WHAT TO WORK ON:
Up to and including the line containing "let args: Vec<String>", retype each line of the listing below exactly, beginning with the first.
----- INPUT DATA -----
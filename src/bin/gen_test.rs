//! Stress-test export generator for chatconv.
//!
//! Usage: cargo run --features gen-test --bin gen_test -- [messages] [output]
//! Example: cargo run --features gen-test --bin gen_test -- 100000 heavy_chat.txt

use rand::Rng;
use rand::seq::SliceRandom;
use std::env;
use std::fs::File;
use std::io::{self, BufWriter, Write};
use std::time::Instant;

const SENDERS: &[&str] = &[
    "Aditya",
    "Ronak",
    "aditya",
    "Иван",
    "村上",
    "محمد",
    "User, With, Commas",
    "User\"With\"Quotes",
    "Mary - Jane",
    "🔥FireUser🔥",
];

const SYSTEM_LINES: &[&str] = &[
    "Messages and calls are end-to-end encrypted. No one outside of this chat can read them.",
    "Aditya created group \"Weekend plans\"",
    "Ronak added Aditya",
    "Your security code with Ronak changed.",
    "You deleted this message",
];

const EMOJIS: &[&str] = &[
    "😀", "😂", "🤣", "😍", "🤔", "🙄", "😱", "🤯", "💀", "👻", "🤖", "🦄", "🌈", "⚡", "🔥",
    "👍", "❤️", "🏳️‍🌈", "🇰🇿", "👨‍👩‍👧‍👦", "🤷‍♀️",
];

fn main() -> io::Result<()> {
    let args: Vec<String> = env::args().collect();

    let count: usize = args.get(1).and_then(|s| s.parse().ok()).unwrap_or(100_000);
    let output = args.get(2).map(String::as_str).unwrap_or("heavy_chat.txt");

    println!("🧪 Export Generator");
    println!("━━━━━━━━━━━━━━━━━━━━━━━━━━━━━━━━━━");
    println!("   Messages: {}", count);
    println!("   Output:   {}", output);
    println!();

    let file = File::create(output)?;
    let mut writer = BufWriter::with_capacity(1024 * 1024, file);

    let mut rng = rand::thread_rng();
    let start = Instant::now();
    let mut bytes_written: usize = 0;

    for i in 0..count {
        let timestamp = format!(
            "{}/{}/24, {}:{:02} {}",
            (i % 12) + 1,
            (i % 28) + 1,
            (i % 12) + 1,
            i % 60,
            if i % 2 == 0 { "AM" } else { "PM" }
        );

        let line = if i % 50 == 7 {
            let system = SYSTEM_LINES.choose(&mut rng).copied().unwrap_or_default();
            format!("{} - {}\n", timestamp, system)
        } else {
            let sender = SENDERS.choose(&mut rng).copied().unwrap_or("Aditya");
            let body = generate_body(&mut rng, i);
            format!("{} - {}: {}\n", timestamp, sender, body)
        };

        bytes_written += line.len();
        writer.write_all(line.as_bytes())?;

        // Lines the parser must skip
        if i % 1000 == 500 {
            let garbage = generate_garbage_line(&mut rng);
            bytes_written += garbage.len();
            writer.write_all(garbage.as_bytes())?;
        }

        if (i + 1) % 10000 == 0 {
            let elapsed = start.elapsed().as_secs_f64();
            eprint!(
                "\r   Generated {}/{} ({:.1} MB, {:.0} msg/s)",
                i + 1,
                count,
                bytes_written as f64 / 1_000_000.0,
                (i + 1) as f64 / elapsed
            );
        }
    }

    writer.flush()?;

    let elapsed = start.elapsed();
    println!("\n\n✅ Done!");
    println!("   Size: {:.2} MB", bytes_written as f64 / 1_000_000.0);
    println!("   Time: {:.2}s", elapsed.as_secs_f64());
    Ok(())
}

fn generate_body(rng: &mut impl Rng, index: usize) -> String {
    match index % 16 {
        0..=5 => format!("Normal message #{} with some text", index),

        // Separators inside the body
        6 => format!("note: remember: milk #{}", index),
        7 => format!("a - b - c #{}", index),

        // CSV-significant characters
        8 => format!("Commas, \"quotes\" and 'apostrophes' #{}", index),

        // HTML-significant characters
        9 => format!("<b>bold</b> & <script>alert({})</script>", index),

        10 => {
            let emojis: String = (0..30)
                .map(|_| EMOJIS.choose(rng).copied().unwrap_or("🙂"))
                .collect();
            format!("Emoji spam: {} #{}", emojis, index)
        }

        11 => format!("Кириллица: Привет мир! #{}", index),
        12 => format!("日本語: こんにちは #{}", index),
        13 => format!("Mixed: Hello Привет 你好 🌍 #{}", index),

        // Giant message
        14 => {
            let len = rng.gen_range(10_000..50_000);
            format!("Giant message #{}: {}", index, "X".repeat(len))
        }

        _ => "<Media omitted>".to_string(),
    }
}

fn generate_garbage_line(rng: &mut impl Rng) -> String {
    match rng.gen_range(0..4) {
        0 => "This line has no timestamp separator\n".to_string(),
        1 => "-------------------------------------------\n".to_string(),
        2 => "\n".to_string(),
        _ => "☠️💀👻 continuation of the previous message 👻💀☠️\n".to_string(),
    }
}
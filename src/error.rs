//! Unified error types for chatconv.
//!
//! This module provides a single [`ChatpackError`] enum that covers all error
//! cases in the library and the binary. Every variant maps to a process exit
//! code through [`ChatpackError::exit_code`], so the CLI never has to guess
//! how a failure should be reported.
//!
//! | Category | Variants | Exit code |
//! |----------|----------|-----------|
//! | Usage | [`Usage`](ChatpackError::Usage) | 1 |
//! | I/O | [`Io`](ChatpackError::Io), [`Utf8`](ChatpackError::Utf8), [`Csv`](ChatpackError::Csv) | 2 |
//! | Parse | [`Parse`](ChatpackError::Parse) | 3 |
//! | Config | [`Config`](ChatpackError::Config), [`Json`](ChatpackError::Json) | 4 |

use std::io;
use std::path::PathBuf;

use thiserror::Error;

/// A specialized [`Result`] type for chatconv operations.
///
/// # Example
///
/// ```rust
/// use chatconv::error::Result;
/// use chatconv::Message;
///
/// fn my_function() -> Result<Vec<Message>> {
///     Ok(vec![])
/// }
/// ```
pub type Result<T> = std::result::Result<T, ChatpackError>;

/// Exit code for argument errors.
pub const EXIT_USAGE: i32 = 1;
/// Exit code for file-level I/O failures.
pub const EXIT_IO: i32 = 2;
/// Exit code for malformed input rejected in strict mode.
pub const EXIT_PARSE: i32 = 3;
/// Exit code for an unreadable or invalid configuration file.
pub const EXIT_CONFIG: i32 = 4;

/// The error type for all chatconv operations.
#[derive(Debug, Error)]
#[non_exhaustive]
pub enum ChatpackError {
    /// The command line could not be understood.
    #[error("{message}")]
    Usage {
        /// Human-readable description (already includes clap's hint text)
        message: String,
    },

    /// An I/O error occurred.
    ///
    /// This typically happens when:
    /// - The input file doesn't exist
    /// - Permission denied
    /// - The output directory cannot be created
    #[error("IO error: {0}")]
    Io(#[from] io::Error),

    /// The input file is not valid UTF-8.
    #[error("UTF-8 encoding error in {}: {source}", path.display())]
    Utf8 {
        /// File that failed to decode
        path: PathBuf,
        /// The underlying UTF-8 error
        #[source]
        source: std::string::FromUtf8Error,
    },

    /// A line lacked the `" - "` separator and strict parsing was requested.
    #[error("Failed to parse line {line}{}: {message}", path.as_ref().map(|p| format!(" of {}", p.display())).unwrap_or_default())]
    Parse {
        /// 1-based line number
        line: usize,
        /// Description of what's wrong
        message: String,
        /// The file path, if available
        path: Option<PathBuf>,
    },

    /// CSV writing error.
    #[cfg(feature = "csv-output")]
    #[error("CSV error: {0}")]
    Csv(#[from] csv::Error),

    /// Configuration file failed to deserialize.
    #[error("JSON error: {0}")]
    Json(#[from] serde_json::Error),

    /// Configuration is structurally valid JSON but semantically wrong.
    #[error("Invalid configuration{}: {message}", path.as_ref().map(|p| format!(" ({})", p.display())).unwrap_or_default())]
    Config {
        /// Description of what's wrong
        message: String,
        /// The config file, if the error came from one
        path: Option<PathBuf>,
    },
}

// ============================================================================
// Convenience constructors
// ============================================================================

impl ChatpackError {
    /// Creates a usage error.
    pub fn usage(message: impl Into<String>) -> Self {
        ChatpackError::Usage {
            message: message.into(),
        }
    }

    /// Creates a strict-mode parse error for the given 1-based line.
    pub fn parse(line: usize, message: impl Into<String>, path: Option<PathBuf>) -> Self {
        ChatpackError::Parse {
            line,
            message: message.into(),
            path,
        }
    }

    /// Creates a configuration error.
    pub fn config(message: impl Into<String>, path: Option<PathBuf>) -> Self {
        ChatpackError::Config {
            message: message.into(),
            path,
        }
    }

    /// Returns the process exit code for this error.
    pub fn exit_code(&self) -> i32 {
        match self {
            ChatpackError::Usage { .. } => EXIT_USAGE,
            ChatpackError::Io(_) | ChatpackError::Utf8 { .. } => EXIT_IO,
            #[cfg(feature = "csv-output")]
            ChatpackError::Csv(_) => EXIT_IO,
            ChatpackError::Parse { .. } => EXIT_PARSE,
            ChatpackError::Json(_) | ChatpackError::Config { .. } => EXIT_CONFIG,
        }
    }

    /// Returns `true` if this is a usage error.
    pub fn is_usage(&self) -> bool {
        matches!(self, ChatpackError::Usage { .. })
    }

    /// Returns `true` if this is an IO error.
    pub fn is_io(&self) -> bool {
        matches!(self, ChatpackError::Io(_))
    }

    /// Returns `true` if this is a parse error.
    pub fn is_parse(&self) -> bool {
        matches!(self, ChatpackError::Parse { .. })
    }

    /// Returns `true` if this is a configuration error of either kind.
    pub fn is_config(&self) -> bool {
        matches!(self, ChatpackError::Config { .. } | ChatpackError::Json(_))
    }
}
-----
EXERCISE RESPONSE:
filename src/bin/gen_test.rs
//! Stress-test export generator for chatconv.
//!
//! Usage: cargo run --features gen-test --bin gen_test -- [messages] [output]
//! Example: cargo run --features gen-test --bin gen_test -- 100000 heavy_chat.txt

use rand::Rng;
use rand::seq::SliceRandom;
use std::env;
use std::fs::File;
use std::io::{self, BufWriter, Write};
use std::time::Instant;

const SENDERS: &[&str] = &[
    "Aditya",
    "Ronak",
    "aditya",
    "Иван",
    "村上",
    "محمد",
    "User, With, Commas",
    "User\"With\"Quotes",
    "Mary - Jane",
    "🔥FireUser🔥",
];

const SYSTEM_LINES: &[&str] = &[
    "Messages and calls are end-to-end encrypted. No one outside of this chat can read them.",
    "Aditya created group \"Weekend plans\"",
    "Ronak added Aditya",
    "Your security code with Ronak changed.",
    "You deleted this message",
];

const EMOJIS: &[&str] = &[
    "😀", "😂", "🤣", "😍", "🤔", "🙄", "😱", "🤯", "💀", "👻", "🤖", "🦄", "🌈", "⚡", "🔥",
    "👍", "❤️", "🏳️‍🌈", "🇰🇿", "👨‍👩‍👧‍👦", "🤷‍♀️",
];

fn main() -> io::Result<()> {
    let args: Vec<String> = env::args().collect();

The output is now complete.